Prompt
Please repeat the lines below exactly. Begin with the line containing "result comes back" and go on through the line containing "a single place.".

Provided information
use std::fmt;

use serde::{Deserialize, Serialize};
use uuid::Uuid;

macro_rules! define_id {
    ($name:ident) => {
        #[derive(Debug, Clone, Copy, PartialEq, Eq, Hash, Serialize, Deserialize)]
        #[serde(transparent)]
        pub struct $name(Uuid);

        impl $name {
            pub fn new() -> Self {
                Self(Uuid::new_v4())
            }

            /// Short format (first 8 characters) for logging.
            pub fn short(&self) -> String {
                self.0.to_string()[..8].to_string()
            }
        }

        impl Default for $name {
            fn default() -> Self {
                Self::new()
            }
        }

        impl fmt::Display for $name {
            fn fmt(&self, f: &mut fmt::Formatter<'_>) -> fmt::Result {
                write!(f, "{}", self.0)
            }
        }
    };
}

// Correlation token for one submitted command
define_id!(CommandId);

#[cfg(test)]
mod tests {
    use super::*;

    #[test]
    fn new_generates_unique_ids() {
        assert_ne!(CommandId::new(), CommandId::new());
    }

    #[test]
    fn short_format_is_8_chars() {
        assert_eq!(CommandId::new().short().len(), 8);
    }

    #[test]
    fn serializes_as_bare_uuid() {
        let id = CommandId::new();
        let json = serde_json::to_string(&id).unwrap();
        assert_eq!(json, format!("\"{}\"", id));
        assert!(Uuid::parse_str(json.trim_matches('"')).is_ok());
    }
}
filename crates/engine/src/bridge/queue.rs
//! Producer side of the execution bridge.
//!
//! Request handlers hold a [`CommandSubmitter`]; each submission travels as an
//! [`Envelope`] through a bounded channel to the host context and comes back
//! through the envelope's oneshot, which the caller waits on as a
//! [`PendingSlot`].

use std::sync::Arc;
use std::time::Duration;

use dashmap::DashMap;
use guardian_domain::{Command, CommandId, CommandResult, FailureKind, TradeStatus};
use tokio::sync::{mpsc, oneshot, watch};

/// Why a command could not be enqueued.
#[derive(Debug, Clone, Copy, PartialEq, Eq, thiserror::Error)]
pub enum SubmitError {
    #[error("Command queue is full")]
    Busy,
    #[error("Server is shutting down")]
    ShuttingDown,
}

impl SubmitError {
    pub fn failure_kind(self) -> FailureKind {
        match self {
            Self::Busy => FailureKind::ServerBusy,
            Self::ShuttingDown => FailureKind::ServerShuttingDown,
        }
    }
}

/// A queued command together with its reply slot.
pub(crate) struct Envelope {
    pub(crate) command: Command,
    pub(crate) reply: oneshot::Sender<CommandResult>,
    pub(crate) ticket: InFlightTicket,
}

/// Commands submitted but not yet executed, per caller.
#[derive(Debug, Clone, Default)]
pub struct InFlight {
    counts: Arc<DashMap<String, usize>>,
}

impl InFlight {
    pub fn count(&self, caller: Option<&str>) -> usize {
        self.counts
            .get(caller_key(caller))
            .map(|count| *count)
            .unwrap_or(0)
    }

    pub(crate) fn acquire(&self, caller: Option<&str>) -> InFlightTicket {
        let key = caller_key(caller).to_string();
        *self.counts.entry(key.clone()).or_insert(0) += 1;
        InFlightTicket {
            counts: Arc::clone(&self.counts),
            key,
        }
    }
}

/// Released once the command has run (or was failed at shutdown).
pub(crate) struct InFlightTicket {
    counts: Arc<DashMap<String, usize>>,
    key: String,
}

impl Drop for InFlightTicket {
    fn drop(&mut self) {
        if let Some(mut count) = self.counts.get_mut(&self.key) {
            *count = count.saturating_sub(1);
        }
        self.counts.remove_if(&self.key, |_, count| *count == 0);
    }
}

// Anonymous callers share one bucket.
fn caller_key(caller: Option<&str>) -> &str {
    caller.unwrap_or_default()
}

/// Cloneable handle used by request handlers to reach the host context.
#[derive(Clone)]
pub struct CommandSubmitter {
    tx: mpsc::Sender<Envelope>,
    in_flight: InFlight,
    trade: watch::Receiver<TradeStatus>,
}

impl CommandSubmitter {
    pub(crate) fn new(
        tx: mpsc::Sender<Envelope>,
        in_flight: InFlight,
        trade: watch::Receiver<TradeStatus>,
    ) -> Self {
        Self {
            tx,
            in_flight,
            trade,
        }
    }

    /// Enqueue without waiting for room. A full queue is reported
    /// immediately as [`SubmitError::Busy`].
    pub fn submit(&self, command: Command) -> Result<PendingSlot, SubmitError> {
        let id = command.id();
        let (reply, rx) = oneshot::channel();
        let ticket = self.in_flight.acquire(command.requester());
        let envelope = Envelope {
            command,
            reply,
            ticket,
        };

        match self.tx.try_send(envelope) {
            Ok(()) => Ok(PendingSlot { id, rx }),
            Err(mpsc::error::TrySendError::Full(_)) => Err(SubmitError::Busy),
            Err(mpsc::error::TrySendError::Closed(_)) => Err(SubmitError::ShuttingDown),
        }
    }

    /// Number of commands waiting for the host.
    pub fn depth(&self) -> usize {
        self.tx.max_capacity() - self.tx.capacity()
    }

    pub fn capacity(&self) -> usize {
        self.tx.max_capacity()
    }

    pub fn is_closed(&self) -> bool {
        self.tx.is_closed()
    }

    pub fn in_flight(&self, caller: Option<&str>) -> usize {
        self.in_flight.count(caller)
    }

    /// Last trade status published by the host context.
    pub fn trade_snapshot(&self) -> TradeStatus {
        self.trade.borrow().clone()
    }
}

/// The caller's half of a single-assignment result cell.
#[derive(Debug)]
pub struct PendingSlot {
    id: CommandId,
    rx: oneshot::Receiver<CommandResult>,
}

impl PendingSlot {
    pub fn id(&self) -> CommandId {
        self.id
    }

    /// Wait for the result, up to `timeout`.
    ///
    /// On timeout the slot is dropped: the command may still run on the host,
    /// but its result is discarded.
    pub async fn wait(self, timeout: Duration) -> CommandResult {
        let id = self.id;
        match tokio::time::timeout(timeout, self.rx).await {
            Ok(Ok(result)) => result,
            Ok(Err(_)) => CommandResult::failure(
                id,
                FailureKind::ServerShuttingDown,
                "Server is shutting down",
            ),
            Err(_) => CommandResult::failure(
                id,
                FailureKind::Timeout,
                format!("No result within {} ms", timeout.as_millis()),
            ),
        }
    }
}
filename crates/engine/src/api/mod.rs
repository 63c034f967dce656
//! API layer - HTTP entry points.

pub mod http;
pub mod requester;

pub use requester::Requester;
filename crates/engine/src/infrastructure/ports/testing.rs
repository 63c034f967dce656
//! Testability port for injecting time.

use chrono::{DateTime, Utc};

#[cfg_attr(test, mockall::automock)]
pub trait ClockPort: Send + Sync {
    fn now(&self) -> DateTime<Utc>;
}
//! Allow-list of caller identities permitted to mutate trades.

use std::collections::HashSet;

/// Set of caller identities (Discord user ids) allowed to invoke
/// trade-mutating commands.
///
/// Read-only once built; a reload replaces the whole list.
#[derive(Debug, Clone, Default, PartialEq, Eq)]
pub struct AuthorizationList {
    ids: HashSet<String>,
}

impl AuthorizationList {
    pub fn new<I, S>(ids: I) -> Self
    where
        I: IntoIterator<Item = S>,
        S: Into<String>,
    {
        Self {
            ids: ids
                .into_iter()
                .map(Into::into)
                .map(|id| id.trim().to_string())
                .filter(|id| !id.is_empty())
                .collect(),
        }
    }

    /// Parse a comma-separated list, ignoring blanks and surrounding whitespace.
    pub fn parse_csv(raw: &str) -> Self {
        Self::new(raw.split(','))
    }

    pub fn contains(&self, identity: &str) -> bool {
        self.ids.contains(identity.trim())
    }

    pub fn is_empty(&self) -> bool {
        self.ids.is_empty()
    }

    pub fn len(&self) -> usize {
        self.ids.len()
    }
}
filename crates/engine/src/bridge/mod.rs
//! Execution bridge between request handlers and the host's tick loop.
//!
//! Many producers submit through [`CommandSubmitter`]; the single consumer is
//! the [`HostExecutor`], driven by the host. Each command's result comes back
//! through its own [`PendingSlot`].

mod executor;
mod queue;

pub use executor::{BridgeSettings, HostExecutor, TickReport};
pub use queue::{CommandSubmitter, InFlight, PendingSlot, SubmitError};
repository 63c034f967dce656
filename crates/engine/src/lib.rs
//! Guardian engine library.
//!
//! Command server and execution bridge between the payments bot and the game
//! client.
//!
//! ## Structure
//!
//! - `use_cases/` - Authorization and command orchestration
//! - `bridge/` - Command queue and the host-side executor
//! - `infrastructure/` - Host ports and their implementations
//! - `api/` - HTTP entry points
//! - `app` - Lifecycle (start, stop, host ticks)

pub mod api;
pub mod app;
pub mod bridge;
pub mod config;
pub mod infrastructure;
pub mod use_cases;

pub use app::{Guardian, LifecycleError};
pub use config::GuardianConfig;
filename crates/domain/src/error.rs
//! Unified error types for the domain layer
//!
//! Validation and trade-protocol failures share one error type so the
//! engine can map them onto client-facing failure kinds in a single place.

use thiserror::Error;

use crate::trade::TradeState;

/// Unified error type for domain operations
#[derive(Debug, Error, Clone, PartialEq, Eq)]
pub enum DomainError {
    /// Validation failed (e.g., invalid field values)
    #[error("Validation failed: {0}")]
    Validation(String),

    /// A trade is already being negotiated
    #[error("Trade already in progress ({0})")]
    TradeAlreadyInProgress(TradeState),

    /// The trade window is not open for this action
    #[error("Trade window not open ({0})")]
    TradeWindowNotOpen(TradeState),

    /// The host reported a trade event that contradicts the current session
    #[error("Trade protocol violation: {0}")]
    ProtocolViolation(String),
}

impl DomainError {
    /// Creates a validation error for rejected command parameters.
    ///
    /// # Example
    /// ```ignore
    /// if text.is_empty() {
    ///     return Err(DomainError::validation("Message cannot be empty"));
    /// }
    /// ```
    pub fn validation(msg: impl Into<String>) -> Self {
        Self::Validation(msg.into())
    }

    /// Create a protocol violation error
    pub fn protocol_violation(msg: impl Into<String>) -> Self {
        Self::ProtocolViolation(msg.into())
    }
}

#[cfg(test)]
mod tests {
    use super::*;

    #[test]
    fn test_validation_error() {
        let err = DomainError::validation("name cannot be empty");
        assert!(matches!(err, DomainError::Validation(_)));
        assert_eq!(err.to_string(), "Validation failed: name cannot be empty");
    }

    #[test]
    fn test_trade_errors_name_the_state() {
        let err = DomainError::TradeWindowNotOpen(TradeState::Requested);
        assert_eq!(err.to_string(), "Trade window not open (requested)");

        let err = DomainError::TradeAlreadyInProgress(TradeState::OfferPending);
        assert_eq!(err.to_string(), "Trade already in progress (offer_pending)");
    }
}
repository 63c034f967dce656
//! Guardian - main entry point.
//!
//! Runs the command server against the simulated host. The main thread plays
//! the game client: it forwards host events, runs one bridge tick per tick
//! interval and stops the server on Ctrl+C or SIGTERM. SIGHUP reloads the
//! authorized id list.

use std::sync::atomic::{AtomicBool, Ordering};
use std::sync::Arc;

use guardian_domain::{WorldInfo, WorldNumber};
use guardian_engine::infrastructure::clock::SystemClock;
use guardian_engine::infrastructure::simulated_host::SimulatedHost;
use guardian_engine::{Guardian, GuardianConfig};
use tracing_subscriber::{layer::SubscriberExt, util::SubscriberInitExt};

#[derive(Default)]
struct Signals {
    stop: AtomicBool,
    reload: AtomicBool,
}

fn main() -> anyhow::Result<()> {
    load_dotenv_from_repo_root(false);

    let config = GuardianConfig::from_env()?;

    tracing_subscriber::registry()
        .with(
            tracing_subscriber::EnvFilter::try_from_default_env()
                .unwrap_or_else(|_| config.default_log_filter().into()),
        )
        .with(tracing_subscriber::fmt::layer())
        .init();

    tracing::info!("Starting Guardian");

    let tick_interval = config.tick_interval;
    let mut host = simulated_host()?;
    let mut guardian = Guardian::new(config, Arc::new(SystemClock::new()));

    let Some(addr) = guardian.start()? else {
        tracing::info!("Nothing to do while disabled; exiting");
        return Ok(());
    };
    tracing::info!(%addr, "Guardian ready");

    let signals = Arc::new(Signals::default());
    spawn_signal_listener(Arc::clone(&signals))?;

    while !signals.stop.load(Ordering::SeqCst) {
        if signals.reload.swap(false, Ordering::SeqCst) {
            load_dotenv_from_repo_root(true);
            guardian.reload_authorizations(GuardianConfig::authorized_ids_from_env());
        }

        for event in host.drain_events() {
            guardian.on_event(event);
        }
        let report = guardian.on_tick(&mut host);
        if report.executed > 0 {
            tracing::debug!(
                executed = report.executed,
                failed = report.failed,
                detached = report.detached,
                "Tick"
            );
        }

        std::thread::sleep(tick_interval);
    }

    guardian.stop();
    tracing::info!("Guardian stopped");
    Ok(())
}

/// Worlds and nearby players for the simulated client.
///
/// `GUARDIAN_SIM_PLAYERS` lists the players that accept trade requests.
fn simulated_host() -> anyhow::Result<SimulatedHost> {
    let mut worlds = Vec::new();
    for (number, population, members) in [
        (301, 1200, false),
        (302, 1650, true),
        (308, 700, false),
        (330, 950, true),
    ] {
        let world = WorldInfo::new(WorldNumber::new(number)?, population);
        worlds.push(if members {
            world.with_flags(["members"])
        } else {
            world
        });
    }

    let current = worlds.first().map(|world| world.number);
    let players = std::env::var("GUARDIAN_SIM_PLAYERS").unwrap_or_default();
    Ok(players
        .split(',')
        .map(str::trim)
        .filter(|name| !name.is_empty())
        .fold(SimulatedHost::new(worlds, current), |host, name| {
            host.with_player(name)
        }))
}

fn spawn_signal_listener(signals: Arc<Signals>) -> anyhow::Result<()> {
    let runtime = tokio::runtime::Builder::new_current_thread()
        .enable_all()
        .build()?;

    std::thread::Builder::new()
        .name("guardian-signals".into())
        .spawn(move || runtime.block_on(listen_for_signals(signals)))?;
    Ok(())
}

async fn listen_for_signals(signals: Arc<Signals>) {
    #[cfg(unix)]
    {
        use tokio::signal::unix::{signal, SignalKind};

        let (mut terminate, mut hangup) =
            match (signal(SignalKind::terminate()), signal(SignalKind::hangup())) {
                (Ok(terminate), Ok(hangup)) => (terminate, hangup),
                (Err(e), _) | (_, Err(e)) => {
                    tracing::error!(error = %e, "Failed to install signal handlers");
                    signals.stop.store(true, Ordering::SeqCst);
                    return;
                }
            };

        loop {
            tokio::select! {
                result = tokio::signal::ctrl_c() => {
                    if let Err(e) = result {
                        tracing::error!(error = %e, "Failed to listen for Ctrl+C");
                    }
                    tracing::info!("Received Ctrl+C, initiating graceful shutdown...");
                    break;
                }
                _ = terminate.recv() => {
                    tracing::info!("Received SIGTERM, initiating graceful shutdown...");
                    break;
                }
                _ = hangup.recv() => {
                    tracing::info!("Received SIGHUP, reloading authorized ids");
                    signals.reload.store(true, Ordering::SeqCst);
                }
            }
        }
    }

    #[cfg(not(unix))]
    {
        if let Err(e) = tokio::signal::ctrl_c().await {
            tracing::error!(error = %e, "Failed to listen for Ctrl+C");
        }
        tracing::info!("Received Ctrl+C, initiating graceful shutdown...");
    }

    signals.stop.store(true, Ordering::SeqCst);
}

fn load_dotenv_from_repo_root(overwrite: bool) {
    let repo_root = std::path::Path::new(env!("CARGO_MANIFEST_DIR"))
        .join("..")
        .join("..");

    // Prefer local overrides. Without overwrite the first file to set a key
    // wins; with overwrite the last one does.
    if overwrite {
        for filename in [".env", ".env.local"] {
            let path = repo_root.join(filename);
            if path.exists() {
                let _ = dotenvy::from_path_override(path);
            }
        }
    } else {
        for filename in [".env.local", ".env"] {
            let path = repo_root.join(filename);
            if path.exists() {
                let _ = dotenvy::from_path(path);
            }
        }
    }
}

Written solution
//! the [`HostExecutor`], driven by the host. Each command's result comes back
//! through its own [`PendingSlot`].

mod executor;
mod queue;

pub use executor::{BridgeSettings, HostExecutor, TickReport};
pub use queue::{CommandSubmitter, InFlight, PendingSlot, SubmitError};
repository 63c034f967dce656
filename crates/engine/src/lib.rs
//! Guardian engine library.
//!
//! Command server and execution bridge between the payments bot and the game
//! client.
//!
//! ## Structure
//!
//! - `use_cases/` - Authorization and command orchestration
//! - `bridge/` - Command queue and the host-side executor
//! - `infrastructure/` - Host ports and their implementations
//! - `api/` - HTTP entry points
//! - `app` - Lifecycle (start, stop, host ticks)

pub mod api;
pub mod app;
pub mod bridge;
pub mod config;
pub mod infrastructure;
pub mod use_cases;

pub use app::{Guardian, LifecycleError};
pub use config::GuardianConfig;
filename crates/domain/src/error.rs
//! Unified error types for the domain layer
//!
//! Validation and trade-protocol failures share one error type so the
//! engine can map them onto client-facing failure kinds in a single place.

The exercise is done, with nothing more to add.